//! Synchronous HTTP client with bag-backed headers.
//!
//! # Design
//! `HttpClient` holds a `HeaderBag` and the body of the last response.
//! Each verb method performs one blocking round trip and returns
//! `Ok(body)` or `Err(ClientError)` — transport failures are surfaced,
//! never swallowed. The last-response slot backs the `response()` and
//! `json()` accessors and is overwritten by every call: `Some(body)` on
//! success, `None` on any failure. Verbs take `&mut self`, so two
//! callers cannot race on the slot.
//!
//! The transport agent is scoped to a single call; the connection is
//! released on every exit path when the agent drops. No retries, no
//! timeouts, no redirect policy is exposed.

use serde_json::{Map, Value};
use tracing::{debug, warn};
use ureq::http::{Method, Request};
use ureq::Agent;

use crate::bag::{HeaderBag, ParamBag};
use crate::error::ClientError;
use crate::http::HttpMethod;

/// Blocking request/response wrapper over a `ureq` transport.
///
/// Headers come from the `HeaderBag` given at construction and are sent
/// verbatim on every request. `data` is JSON-encoded as the payload for
/// `POST` and `PATCH` only; the other verbs ignore it.
#[derive(Debug, Clone, Default)]
pub struct HttpClient {
    headers: HeaderBag,
    response: Option<String>,
}

impl HttpClient {
    /// Client with an empty header bag.
    pub fn new() -> Self {
        Self::with_headers(HeaderBag::new())
    }

    /// Client configured with the given headers. Performs no I/O.
    pub fn with_headers(headers: HeaderBag) -> Self {
        Self {
            headers,
            response: None,
        }
    }

    pub fn headers(&self) -> &HeaderBag {
        &self.headers
    }

    pub fn get(&mut self, endpoint: &str, data: &ParamBag) -> Result<String, ClientError> {
        self.request(HttpMethod::Get, endpoint, data)
    }

    pub fn post(&mut self, endpoint: &str, data: &ParamBag) -> Result<String, ClientError> {
        self.request(HttpMethod::Post, endpoint, data)
    }

    pub fn put(&mut self, endpoint: &str, data: &ParamBag) -> Result<String, ClientError> {
        self.request(HttpMethod::Put, endpoint, data)
    }

    pub fn patch(&mut self, endpoint: &str, data: &ParamBag) -> Result<String, ClientError> {
        self.request(HttpMethod::Patch, endpoint, data)
    }

    pub fn update(&mut self, endpoint: &str, data: &ParamBag) -> Result<String, ClientError> {
        self.request(HttpMethod::Update, endpoint, data)
    }

    pub fn delete(&mut self, endpoint: &str, data: &ParamBag) -> Result<String, ClientError> {
        self.request(HttpMethod::Delete, endpoint, data)
    }

    /// Raw body of the last response. `None` marks a fresh client or a
    /// failure on the most recent call.
    pub fn response(&self) -> Option<&str> {
        self.response.as_deref()
    }

    /// The last response body decoded as a JSON object. Empty when there
    /// is no body or it is not a JSON object; inspect `response()` to
    /// tell the two apart.
    pub fn json(&self) -> Map<String, Value> {
        parse_json_object(self.response.as_deref().unwrap_or(""))
    }

    /// Build and execute one round trip, recording the outcome in the
    /// response slot.
    fn request(
        &mut self,
        verb: HttpMethod,
        endpoint: &str,
        data: &ParamBag,
    ) -> Result<String, ClientError> {
        // Every verb call overwrites the slot, on every exit path; absence
        // marks a failed call.
        self.response = None;

        let method = Method::from_bytes(verb.as_str().as_bytes())
            .map_err(|e| ClientError::InvalidRequest(e.to_string()))?;

        let mut builder = Request::builder().method(method).uri(endpoint);
        for (name, value) in self.headers.iter() {
            builder = builder.header(name, value.as_str());
        }

        // Body-attachment policy: POST and PATCH carry the payload, the
        // other verbs send nothing regardless of `data`.
        let body = if verb.sends_body() {
            serde_json::to_vec(data).map_err(|e| ClientError::Serialization(e.to_string()))?
        } else {
            Vec::new()
        };

        let request = builder
            .body(body)
            .map_err(|e| ClientError::InvalidRequest(e.to_string()))?;

        // Non-2xx responses are data, not errors; only transport-level
        // failures reach the Err path. The agent lives for this call only.
        let agent = Agent::config_builder()
            .http_status_as_error(false)
            .allow_non_standard_methods(true)
            .build()
            .new_agent();

        debug!("dispatching {verb} {endpoint}");
        let mut response = match agent.run(request) {
            Ok(response) => response,
            Err(e) => {
                warn!("{verb} {endpoint} transport failure: {e}");
                return Err(ClientError::Transport(e.to_string()));
            }
        };

        let body = match response.body_mut().read_to_string() {
            Ok(body) => body,
            Err(e) => {
                warn!("{verb} {endpoint} body read failure: {e}");
                return Err(ClientError::Transport(e.to_string()));
            }
        };

        self.response = Some(body.clone());
        Ok(body)
    }
}

/// Decode a body as a JSON object, treating anything else as empty.
fn parse_json_object(body: &str) -> Map<String, Value> {
    serde_json::from_str(body).unwrap_or_default()
}
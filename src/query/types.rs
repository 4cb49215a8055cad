//! Core types for the query compiler

use crate::error::DslError;
use serde::{Deserialize, Serialize};
use serde_json::{Map, Value};
use std::fmt;
use std::str::FromStr;

/// String-keyed DSL modifiers (boost, analyzer, inner_hits, ...)
pub type Options = Map<String, Value>;

/// How a clause joins the clauses before it
#[derive(Clone, Copy, Debug, Default, PartialEq, Eq, Serialize, Deserialize)]
#[serde(rename_all = "lowercase")]
pub enum Combinator {
    /// Clause extends the current AND run
    #[default]
    And,
    /// Clause starts a new disjunct
    Or,
}

/// Comparison or text operator of a basic clause
#[derive(Clone, Copy, Debug, PartialEq, Eq, Serialize, Deserialize)]
#[serde(try_from = "String", into = "String")]
pub enum Operator {
    Eq,
    NotEq,
    Gt,
    Gte,
    Lt,
    Lte,
    Like,
    NotLike,
}

impl Operator {
    /// Canonical spelling
    pub fn as_str(&self) -> &'static str {
        match self {
            Operator::Eq => "=",
            Operator::NotEq => "!=",
            Operator::Gt => ">",
            Operator::Gte => ">=",
            Operator::Lt => "<",
            Operator::Lte => "<=",
            Operator::Like => "like",
            Operator::NotLike => "not like",
        }
    }

    /// Whether the operator inverts the clause it appears in
    pub fn is_negative(&self) -> bool {
        matches!(self, Operator::NotEq | Operator::NotLike)
    }

    /// Bound name of a `range` query, for ordering operators
    pub fn range_key(&self) -> Option<&'static str> {
        match self {
            Operator::Gt => Some("gt"),
            Operator::Gte => Some("gte"),
            Operator::Lt => Some("lt"),
            Operator::Lte => Some("lte"),
            _ => None,
        }
    }
}

impl FromStr for Operator {
    type Err = DslError;

    fn from_str(s: &str) -> Result<Self, Self::Err> {
        let normalized = s.trim().to_lowercase();
        let normalized = normalized.split_whitespace().collect::<Vec<_>>().join(" ");
        match normalized.as_str() {
            "=" | "==" => Ok(Operator::Eq),
            "!=" | "<>" => Ok(Operator::NotEq),
            ">" => Ok(Operator::Gt),
            ">=" => Ok(Operator::Gte),
            "<" => Ok(Operator::Lt),
            "<=" => Ok(Operator::Lte),
            "like" => Ok(Operator::Like),
            "not like" => Ok(Operator::NotLike),
            _ => Err(DslError::UnsupportedOperator(s.to_string())),
        }
    }
}

impl TryFrom<String> for Operator {
    type Error = DslError;

    fn try_from(value: String) -> Result<Self, Self::Error> {
        value.parse()
    }
}

impl From<Operator> for String {
    fn from(op: Operator) -> Self {
        op.as_str().to_string()
    }
}

impl fmt::Display for Operator {
    fn fmt(&self, f: &mut fmt::Formatter<'_>) -> fmt::Result {
        f.write_str(self.as_str())
    }
}

/// Sort direction, encoded as +1 / -1
#[derive(Clone, Copy, Debug, Default, PartialEq, Eq, Serialize, Deserialize)]
#[serde(try_from = "i8", into = "i8")]
pub enum Direction {
    #[default]
    Asc,
    Desc,
}

impl Direction {
    pub fn as_str(&self) -> &'static str {
        match self {
            Direction::Asc => "asc",
            Direction::Desc => "desc",
        }
    }

    pub fn sign(&self) -> i8 {
        match self {
            Direction::Asc => 1,
            Direction::Desc => -1,
        }
    }
}

impl TryFrom<i8> for Direction {
    type Error = DslError;

    fn try_from(value: i8) -> Result<Self, Self::Error> {
        match value {
            1 => Ok(Direction::Asc),
            -1 => Ok(Direction::Desc),
            other => Err(DslError::InvalidDescriptor(format!(
                "sort direction must be 1 or -1, got {}",
                other
            ))),
        }
    }
}

impl From<Direction> for i8 {
    fn from(direction: Direction) -> Self {
        direction.sign()
    }
}

/// Latitude / longitude pair
#[derive(Clone, Copy, Debug, PartialEq, Serialize, Deserialize)]
pub struct GeoPoint {
    pub lat: f64,
    pub lon: f64,
}

impl GeoPoint {
    pub fn new(lat: f64, lon: f64) -> Self {
        Self { lat, lon }
    }

    pub fn to_value(&self) -> Value {
        serde_json::json!({ "lat": self.lat, "lon": self.lon })
    }
}
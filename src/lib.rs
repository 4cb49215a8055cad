pub mod aggregation;
pub mod config;
pub mod error;
pub mod query;
pub mod schema;
pub mod session;

pub use aggregation::{
    AggregationArgs, AggregationCompiler, AggregationDescriptor, AggregationRegistry, DistinctSpec,
};
pub use config::{CompilerSettings, SettingsProfile};
pub use error::{DslError, Result};
pub use query::{
    AdHocSort, ClauseDescriptor, ClauseKind, Combinator, CompiledQuery, CompiledRequest,
    Direction, FieldResolver, GeoPoint, HighlightRequest, MappingCache, Operator, OrderSpec,
    SearchDescriptor,
};
pub use schema::{FieldMap, FieldType, IndexMapping, MappingProvider, StaticMappingProvider};
pub use session::CompileSession;

/// Library version
pub const VERSION: &str = env!("CARGO_PKG_VERSION");
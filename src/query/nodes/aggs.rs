//! Aggregation fragments

use super::{filter_options, single};
use crate::query::types::Options;
use serde_json::{Map, Value};

pub const METRIC_OPTIONS: &[&str] = &[
    "missing",
    "script",
    "format",
    "percents",
    "values",
    "keyed",
    "precision_threshold",
    "compression",
    "hdr",
    "tdigest",
    "sigma",
    "show_distribution",
];
pub const TERMS_AGG_OPTIONS: &[&str] = &[
    "size",
    "shard_size",
    "order",
    "min_doc_count",
    "shard_min_doc_count",
    "missing",
    "include",
    "exclude",
    "collect_mode",
    "execution_hint",
    "show_term_doc_count_error",
    "value_type",
];
pub const DATE_HISTOGRAM_OPTIONS: &[&str] = &[
    "format",
    "time_zone",
    "min_doc_count",
    "offset",
    "keyed",
    "missing",
    "order",
];
pub const HISTOGRAM_OPTIONS: &[&str] = &[
    "interval",
    "min_doc_count",
    "extended_bounds",
    "hard_bounds",
    "offset",
    "keyed",
    "missing",
    "order",
];
pub const RANGE_AGG_OPTIONS: &[&str] = &["keyed", "format", "time_zone", "missing"];
pub const COMPOSITE_OPTIONS: &[&str] = &["size", "after"];
pub const TOP_HITS_OPTIONS: &[&str] = &[
    "size",
    "from",
    "sort",
    "_source",
    "highlight",
    "explain",
    "docvalue_fields",
    "stored_fields",
];

/// Painless source counting a field's values, zero where the field is missing or empty
const NULL_SAFE_COUNT_SCRIPT: &str =
    "doc.containsKey(params.field) && doc[params.field].size() > 0 ? doc[params.field].value : 0";

/// Single-field metric such as `{"avg": {"field": "price"}}`
pub fn metric(kind: &str, field: Option<&str>, options: &Options) -> Value {
    let mut body = filter_options(options, METRIC_OPTIONS);
    if let Some(field) = field {
        body.insert("field".to_string(), Value::from(field));
    }
    single(kind, body)
}

/// `value_count` driven by a script that tolerates missing values
pub fn null_safe_value_count(field: &str) -> Value {
    let mut params = Map::new();
    params.insert("field".to_string(), Value::from(field));

    let mut script = Map::new();
    script.insert("source".to_string(), Value::from(NULL_SAFE_COUNT_SCRIPT));
    script.insert("params".to_string(), Value::Object(params));

    let mut body = Map::new();
    body.insert("script".to_string(), Value::Object(script));
    single("value_count", body)
}

/// `terms` aggregation; an explicit `size` option overrides `size`
pub fn terms_agg(field: &str, size: usize, options: &Options) -> Value {
    let mut body = filter_options(options, TERMS_AGG_OPTIONS);
    body.entry("size".to_string()).or_insert_with(|| Value::from(size));
    body.insert("field".to_string(), Value::from(field));
    single("terms", body)
}

/// `date_histogram` aggregation
///
/// `interval_key` is `calendar_interval` or `fixed_interval`; bounds are epoch millis.
pub fn date_histogram(
    field: &str,
    interval_key: &str,
    interval: &str,
    extended_bounds: Option<(i64, i64)>,
    options: &Options,
) -> Value {
    let mut body = filter_options(options, DATE_HISTOGRAM_OPTIONS);
    body.insert("field".to_string(), Value::from(field));
    body.insert(interval_key.to_string(), Value::from(interval));
    if let Some((min, max)) = extended_bounds {
        let mut bounds = Map::new();
        bounds.insert("min".to_string(), Value::from(min));
        bounds.insert("max".to_string(), Value::from(max));
        body.insert("extended_bounds".to_string(), Value::Object(bounds));
    }
    single("date_histogram", body)
}

/// `histogram` aggregation
pub fn histogram(field: &str, options: &Options) -> Value {
    let mut body = filter_options(options, HISTOGRAM_OPTIONS);
    body.insert("field".to_string(), Value::from(field));
    single("histogram", body)
}

/// `range` or `date_range` aggregation
pub fn range_agg(kind: &str, field: &str, ranges: &[Value], options: &Options) -> Value {
    let mut body = filter_options(options, RANGE_AGG_OPTIONS);
    body.insert("field".to_string(), Value::from(field));
    body.insert("ranges".to_string(), Value::Array(ranges.to_vec()));
    single(kind, body)
}

/// `filter` aggregation wrapping a compiled query
pub fn filter_agg(query: Value) -> Value {
    let mut map = Map::new();
    map.insert("filter".to_string(), query);
    Value::Object(map)
}

/// `nested` aggregation
pub fn nested_agg(path: &str) -> Value {
    let mut body = Map::new();
    body.insert("path".to_string(), Value::from(path));
    single("nested", body)
}

/// `reverse_nested` aggregation, back to the root when `path` is absent
pub fn reverse_nested_agg(path: Option<&str>) -> Value {
    let mut body = Map::new();
    if let Some(path) = path {
        body.insert("path".to_string(), Value::from(path));
    }
    single("reverse_nested", body)
}

/// `composite` aggregation with one `terms` source per `(name, field)`
pub fn composite(sources: &[(String, String)], options: &Options) -> Value {
    let sources = sources
        .iter()
        .map(|(name, field)| {
            let mut terms = Map::new();
            terms.insert("field".to_string(), Value::from(field.as_str()));
            let mut source = Map::new();
            source.insert(name.clone(), single("terms", terms));
            Value::Object(source)
        })
        .collect();

    let mut body = filter_options(options, COMPOSITE_OPTIONS);
    body.insert("sources".to_string(), Value::Array(sources));
    single("composite", body)
}

/// `missing` aggregation
pub fn missing_agg(field: &str) -> Value {
    let mut body = Map::new();
    body.insert("field".to_string(), Value::from(field));
    single("missing", body)
}

/// `top_hits` aggregation
pub fn top_hits(options: &Options) -> Value {
    single("top_hits", filter_options(options, TOP_HITS_OPTIONS))
}

#[cfg(test)]
mod tests {
    use super::*;
    use serde_json::json;

    fn opts(value: Value) -> Options {
        value.as_object().cloned().unwrap()
    }

    #[test]
    fn test_metric() {
        assert_eq!(
            metric("avg", Some("price"), &opts(json!({ "missing": 0, "size": 5 }))),
            json!({ "avg": { "field": "price", "missing": 0 } })
        );
        assert_eq!(
            metric("sum", None, &opts(json!({ "script": "doc['a'].value" }))),
            json!({ "sum": { "script": "doc['a'].value" } })
        );
    }

    #[test]
    fn test_null_safe_value_count() {
        let count = null_safe_value_count("views");
        assert_eq!(count["value_count"]["script"]["params"]["field"], json!("views"));
        assert!(count["value_count"]["script"]["source"]
            .as_str()
            .unwrap()
            .contains(": 0"));
    }

    #[test]
    fn test_terms_agg_size() {
        assert_eq!(
            terms_agg("status", 10, &Options::new()),
            json!({ "terms": { "field": "status", "size": 10 } })
        );
        assert_eq!(
            terms_agg("status", 10, &opts(json!({ "size": 3, "min_doc_count": 2, "boost": 1 }))),
            json!({ "terms": { "field": "status", "size": 3, "min_doc_count": 2 } })
        );
    }

    #[test]
    fn test_date_histogram() {
        assert_eq!(
            date_histogram("created_at", "calendar_interval", "1M", Some((0, 1000)), &Options::new()),
            json!({ "date_histogram": {
                "field": "created_at",
                "calendar_interval": "1M",
                "extended_bounds": { "min": 0, "max": 1000 }
            } })
        );
    }

    #[test]
    fn test_composite() {
        let sources = vec![
            ("brand".to_string(), "brand.keyword".to_string()),
            ("year".to_string(), "year".to_string()),
        ];
        assert_eq!(
            composite(&sources, &opts(json!({ "size": 50 }))),
            json!({ "composite": {
                "sources": [
                    { "brand": { "terms": { "field": "brand.keyword" } } },
                    { "year": { "terms": { "field": "year" } } }
                ],
                "size": 50
            } })
        );
    }

    #[test]
    fn test_nested_family() {
        assert_eq!(nested_agg("comments"), json!({ "nested": { "path": "comments" } }));
        assert_eq!(reverse_nested_agg(None), json!({ "reverse_nested": {} }));
        assert_eq!(filter_agg(json!({ "match_all": {} })), json!({ "filter": { "match_all": {} } }));
    }
}
//! Integration tests for aggregation compilation and result reshaping

use serde_json::{json, Value};
use squidex_dsl::aggregation::{extract_metrics, flatten_distinct, AggregationArgs};
use squidex_dsl::{
    AggregationDescriptor, ClauseDescriptor, CompileSession, DistinctSpec, DslError, FieldMap,
    OrderSpec, StaticMappingProvider,
};
use std::sync::Arc;

fn setup_session() -> CompileSession {
    let fields = FieldMap::from_pairs([
        ("category", "text"),
        ("category.keyword", "keyword"),
        ("brand", "keyword"),
        ("price", "scaled_float"),
        ("stock", "integer"),
        ("sold_at", "date"),
        ("notes", "text"),
    ]);
    let provider = StaticMappingProvider::new().with_index("sales", fields);
    CompileSession::new("sales", Arc::new(provider))
}

/// Count `terms` levels along the first-key chain of a distinct aggregation
fn terms_depth(aggs: &serde_json::Map<String, Value>) -> usize {
    let mut depth = 0;
    let mut level = aggs.values().next();
    while let Some(node) = level {
        if node.get("terms").is_none() {
            break;
        }
        depth += 1;
        level = node
            .get("aggs")
            .and_then(Value::as_object)
            .and_then(|children| children.values().find(|child| child.get("terms").is_some()));
    }
    depth
}

#[test]
fn test_distinct_depth_matches_field_count() {
    let session = setup_session();
    for fields in [vec!["brand"], vec!["brand", "category"], vec!["brand", "category", "stock"]] {
        let spec = DistinctSpec::new(fields.clone())
            .with_metric(AggregationDescriptor::field("revenue", "sum", "price"));
        let aggs = session.compile_distinct(&spec).unwrap();
        assert_eq!(terms_depth(&aggs), fields.len());
    }
}

#[test]
fn test_distinct_metrics_only_at_innermost_level() {
    let session = setup_session();
    let spec = DistinctSpec::new(["brand", "category"])
        .with_metric(AggregationDescriptor::field("revenue", "sum", "price"))
        .with_size(25);
    let aggs = session.compile_distinct(&spec).unwrap();

    let outer = &aggs["brand"];
    assert_eq!(outer["terms"]["field"], json!("brand"));
    assert_eq!(outer["terms"]["size"], json!(25));
    assert!(outer["aggs"].get("revenue").is_none());

    let inner = &outer["aggs"]["category"];
    assert_eq!(inner["terms"]["field"], json!("category.keyword"));
    assert_eq!(inner["aggs"]["revenue"], json!({ "sum": { "field": "price" } }));
}

#[test]
fn test_distinct_orders_per_level() {
    let session = setup_session();
    let spec = DistinctSpec::new(["brand", "category"])
        .with_order(OrderSpec::desc("category"))
        .with_order(OrderSpec::asc("_count"));
    let aggs = session.compile_distinct(&spec).unwrap();

    assert_eq!(aggs["brand"]["terms"]["order"], json!({ "_count": "asc" }));
    assert_eq!(
        aggs["brand"]["aggs"]["category"]["terms"]["order"],
        json!({ "_key": "desc" })
    );
}

#[test]
fn test_bucket_with_sibling_metrics() {
    let session = setup_session();
    let aggs = session
        .compile_aggregations(&[AggregationDescriptor::terms("by_brand", "brand")
            .with_option("size", 5)
            .with_sub(AggregationDescriptor::field("avg_price", "avg", "price"))
            .with_sub(AggregationDescriptor::field("stock", "sum", "stock"))])
        .unwrap();

    assert_eq!(
        Value::Object(aggs),
        json!({ "by_brand": {
            "terms": { "field": "brand", "size": 5 },
            "aggs": {
                "avg_price": { "avg": { "field": "price" } },
                "stock": { "sum": { "field": "stock" } }
            }
        } })
    );
}

#[test]
fn test_filter_bucket_compiles_where_clauses() {
    let session = setup_session();
    let aggs = session
        .compile_aggregations(&[AggregationDescriptor::filter(
            "in_stock",
            vec![
                ClauseDescriptor::basic("stock", squidex_dsl::Operator::Gt, 0),
                ClauseDescriptor::eq("brand", "acme").not(),
            ],
        )
        .with_sub(AggregationDescriptor::field("n", "count", "stock"))])
        .unwrap();

    assert_eq!(
        aggs["in_stock"]["filter"],
        json!({ "bool": {
            "must": [{ "range": { "stock": { "gt": 0 } } }],
            "must_not": [{ "term": { "brand": "acme" } }]
        } })
    );
    assert!(aggs["in_stock"]["aggs"]["n"]["value_count"]["script"].is_object());
}

#[test]
fn test_aggregation_options_are_filtered() {
    let session = setup_session();
    let cases = vec![
        (
            AggregationDescriptor::field("a", "avg", "price")
                .with_option("missing", 0)
                .with_option("order", "x"),
            json!({ "avg": { "field": "price", "missing": 0 } }),
        ),
        (
            AggregationDescriptor::terms("t", "brand")
                .with_option("min_doc_count", 1)
                .with_option("percents", [50]),
            json!({ "terms": { "field": "brand", "size": 10, "min_doc_count": 1 } }),
        ),
        (
            AggregationDescriptor::date_histogram("h", "sold_at", "1d")
                .with_option("time_zone", "+01:00")
                .with_option("size", 3),
            json!({ "date_histogram": {
                "field": "sold_at",
                "calendar_interval": "1d",
                "time_zone": "+01:00"
            } }),
        ),
        (
            AggregationDescriptor::new("top", "top_hits", AggregationArgs::None)
                .with_option("size", 1)
                .with_option("field", "x"),
            json!({ "top_hits": { "size": 1 } }),
        ),
        (
            AggregationDescriptor::field("hist", "histogram", "price")
                .with_option("interval", 10)
                .with_option("size", 3),
            json!({ "histogram": { "field": "price", "interval": 10 } }),
        ),
        (
            AggregationDescriptor::new(
                "r",
                "range",
                AggregationArgs::Ranges {
                    field: "price".to_string(),
                    ranges: vec![json!({ "to": 10 })],
                },
            )
            .with_option("keyed", true)
            .with_option("size", 2),
            json!({ "range": { "field": "price", "ranges": [{ "to": 10 }], "keyed": true } }),
        ),
        (
            AggregationDescriptor::new(
                "dr",
                "date_range",
                AggregationArgs::Ranges {
                    field: "sold_at".to_string(),
                    ranges: vec![json!({ "from": "now-1M" })],
                },
            )
            .with_option("time_zone", "+01:00")
            .with_option("interval", "1d"),
            json!({ "date_range": {
                "field": "sold_at",
                "ranges": [{ "from": "now-1M" }],
                "time_zone": "+01:00"
            } }),
        ),
        (
            AggregationDescriptor::new(
                "c",
                "composite",
                AggregationArgs::Fields(vec!["brand".to_string()]),
            )
            .with_option("size", 50)
            .with_option("order", "asc"),
            json!({ "composite": {
                "size": 50,
                "sources": [{ "brand": { "terms": { "field": "brand" } } }]
            } }),
        ),
    ];

    for (desc, expected) in cases {
        assert_eq!(session.compile_aggregations(&[desc.clone()]).unwrap()[&desc.key], expected);
    }
}

#[test]
fn test_unknown_aggregation_type_fails_fast() {
    let session = setup_session();
    let err = session
        .compile_aggregations(&[AggregationDescriptor::field("m", "matrix_stats", "price")])
        .unwrap_err();
    assert!(matches!(err, DslError::UnsupportedAggregation(ref t) if t == "matrix_stats"));
    assert!(err.is_caller_error());
}

#[test]
fn test_aggregation_on_text_field_fails() {
    let session = setup_session();
    let err = session
        .compile_aggregations(&[AggregationDescriptor::terms("by_notes", "notes")])
        .unwrap_err();
    assert_eq!(err.field(), Some("notes"));
}

#[test]
fn test_reshape_round_trip_through_response() {
    let session = setup_session();
    let spec = DistinctSpec::new(["brand", "category"])
        .with_metric(AggregationDescriptor::field("revenue", "sum", "price"));
    let aggs = session.compile_distinct(&spec).unwrap();
    assert!(aggs.contains_key("brand"));

    let response = json!({ "aggregations": {
        "brand": { "buckets": [
            { "key": "acme", "doc_count": 4, "category": { "buckets": [
                { "key": "tools", "doc_count": 3, "revenue": { "value": 30.0 } },
                { "key": "toys", "doc_count": 1, "revenue": { "value": 5.0 } }
            ] } }
        ] }
    } });
    let rows = flatten_distinct(&response, &spec.fields, &["revenue".to_string()]);
    assert_eq!(rows.len(), 2);
    assert_eq!(
        Value::Object(rows[1].clone()),
        json!({ "brand": "acme", "category": "toys", "_count": 1, "revenue": 5.0 })
    );

    let metrics = extract_metrics(
        &json!({ "aggregations": { "total": { "value": 35.0 } } }),
        &[AggregationDescriptor::field("total", "sum", "price")],
    );
    assert_eq!(metrics["total"], json!(35.0));
}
--------
• _WORK ITEM_
Up to and including the line that contains "pub fn new()", output the records above exactly, beginning with their first line.

• _OUTPUT OF THE TASK_
//! Synchronous HTTP client with bag-backed headers.
//!
//! # Design
//! `HttpClient` holds a `HeaderBag` and the body of the last response.
//! Each verb method performs one blocking round trip and returns
//! `Ok(body)` or `Err(ClientError)` — transport failures are surfaced,
//! never swallowed. The last-response slot backs the `response()` and
//! `json()` accessors and is overwritten by every call: `Some(body)` on
//! success, `None` on any failure. Verbs take `&mut self`, so two
//! callers cannot race on the slot.
//!
//! The transport agent is scoped to a single call; the connection is
//! released on every exit path when the agent drops. No retries, no
//! timeouts, no redirect policy is exposed.

use serde_json::{Map, Value};
use tracing::{debug, warn};
use ureq::http::{Method, Request};
use ureq::Agent;

use crate::bag::{HeaderBag, ParamBag};
use crate::error::ClientError;
use crate::http::HttpMethod;

/// Blocking request/response wrapper over a `ureq` transport.
///
/// Headers come from the `HeaderBag` given at construction and are sent
/// verbatim on every request. `data` is JSON-encoded as the payload for
/// `POST` and `PATCH` only; the other verbs ignore it.
#[derive(Debug, Clone, Default)]
pub struct HttpClient {
    headers: HeaderBag,
    response: Option<String>,
}

impl HttpClient {
    /// Client with an empty header bag.
    pub fn new() -> Self {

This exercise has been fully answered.